▽

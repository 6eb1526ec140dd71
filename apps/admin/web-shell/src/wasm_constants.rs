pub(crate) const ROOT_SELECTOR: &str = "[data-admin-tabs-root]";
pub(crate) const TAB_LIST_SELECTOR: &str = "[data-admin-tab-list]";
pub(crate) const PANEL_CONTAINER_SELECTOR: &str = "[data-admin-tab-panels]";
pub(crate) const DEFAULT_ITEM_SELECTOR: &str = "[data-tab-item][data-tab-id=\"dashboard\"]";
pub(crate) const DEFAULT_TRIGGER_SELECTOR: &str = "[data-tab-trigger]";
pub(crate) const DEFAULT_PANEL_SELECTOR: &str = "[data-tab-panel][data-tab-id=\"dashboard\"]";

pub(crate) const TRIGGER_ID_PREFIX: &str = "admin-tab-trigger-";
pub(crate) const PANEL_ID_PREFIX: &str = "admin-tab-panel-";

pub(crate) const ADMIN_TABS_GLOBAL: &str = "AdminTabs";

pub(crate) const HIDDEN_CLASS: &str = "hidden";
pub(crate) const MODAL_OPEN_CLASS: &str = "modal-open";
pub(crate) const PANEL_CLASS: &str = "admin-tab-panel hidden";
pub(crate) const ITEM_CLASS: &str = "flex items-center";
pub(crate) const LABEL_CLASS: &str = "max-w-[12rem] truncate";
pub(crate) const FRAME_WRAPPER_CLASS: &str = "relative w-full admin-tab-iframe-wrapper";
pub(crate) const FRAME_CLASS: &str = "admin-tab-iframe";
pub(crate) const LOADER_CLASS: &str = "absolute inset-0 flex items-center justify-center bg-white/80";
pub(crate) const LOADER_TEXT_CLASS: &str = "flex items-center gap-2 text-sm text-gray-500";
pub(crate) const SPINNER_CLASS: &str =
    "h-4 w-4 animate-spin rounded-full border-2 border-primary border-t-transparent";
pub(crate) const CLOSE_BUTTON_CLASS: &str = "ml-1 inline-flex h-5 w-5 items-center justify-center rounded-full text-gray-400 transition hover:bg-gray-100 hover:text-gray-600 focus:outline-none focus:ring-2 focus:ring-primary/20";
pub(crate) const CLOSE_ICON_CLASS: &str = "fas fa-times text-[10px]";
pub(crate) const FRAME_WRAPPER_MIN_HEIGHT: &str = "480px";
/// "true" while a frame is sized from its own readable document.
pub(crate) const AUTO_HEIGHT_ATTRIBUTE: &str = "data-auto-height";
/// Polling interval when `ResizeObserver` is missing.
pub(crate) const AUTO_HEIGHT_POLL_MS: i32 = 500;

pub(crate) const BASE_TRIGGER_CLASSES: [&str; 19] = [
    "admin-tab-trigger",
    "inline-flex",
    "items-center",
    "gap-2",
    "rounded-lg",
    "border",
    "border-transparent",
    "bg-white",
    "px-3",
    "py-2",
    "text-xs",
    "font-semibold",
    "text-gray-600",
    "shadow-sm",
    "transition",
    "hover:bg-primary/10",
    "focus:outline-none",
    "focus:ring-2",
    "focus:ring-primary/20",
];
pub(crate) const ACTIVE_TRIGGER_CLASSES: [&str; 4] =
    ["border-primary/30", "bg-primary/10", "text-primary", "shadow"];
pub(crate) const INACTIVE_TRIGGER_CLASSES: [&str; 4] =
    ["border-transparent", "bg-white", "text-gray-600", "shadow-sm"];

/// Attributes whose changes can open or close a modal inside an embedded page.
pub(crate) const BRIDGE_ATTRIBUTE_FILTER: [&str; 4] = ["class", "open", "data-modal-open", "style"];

△

→ Assignment: Above are some records; copy each line there that contains "data".

→ Answer below:
pub(crate) const ROOT_SELECTOR: &str = "[data-admin-tabs-root]";
pub(crate) const TAB_LIST_SELECTOR: &str = "[data-admin-tab-list]";
pub(crate) const PANEL_CONTAINER_SELECTOR: &str = "[data-admin-tab-panels]";
pub(crate) const DEFAULT_ITEM_SELECTOR: &str = "[data-tab-item][data-tab-id=\"dashboard\"]";
pub(crate) const DEFAULT_TRIGGER_SELECTOR: &str = "[data-tab-trigger]";
pub(crate) const DEFAULT_PANEL_SELECTOR: &str = "[data-tab-panel][data-tab-id=\"dashboard\"]";
pub(crate) const AUTO_HEIGHT_ATTRIBUTE: &str = "data-auto-height";
pub(crate) const BRIDGE_ATTRIBUTE_FILTER: [&str; 4] = ["class", "open", "data-modal-open", "style"];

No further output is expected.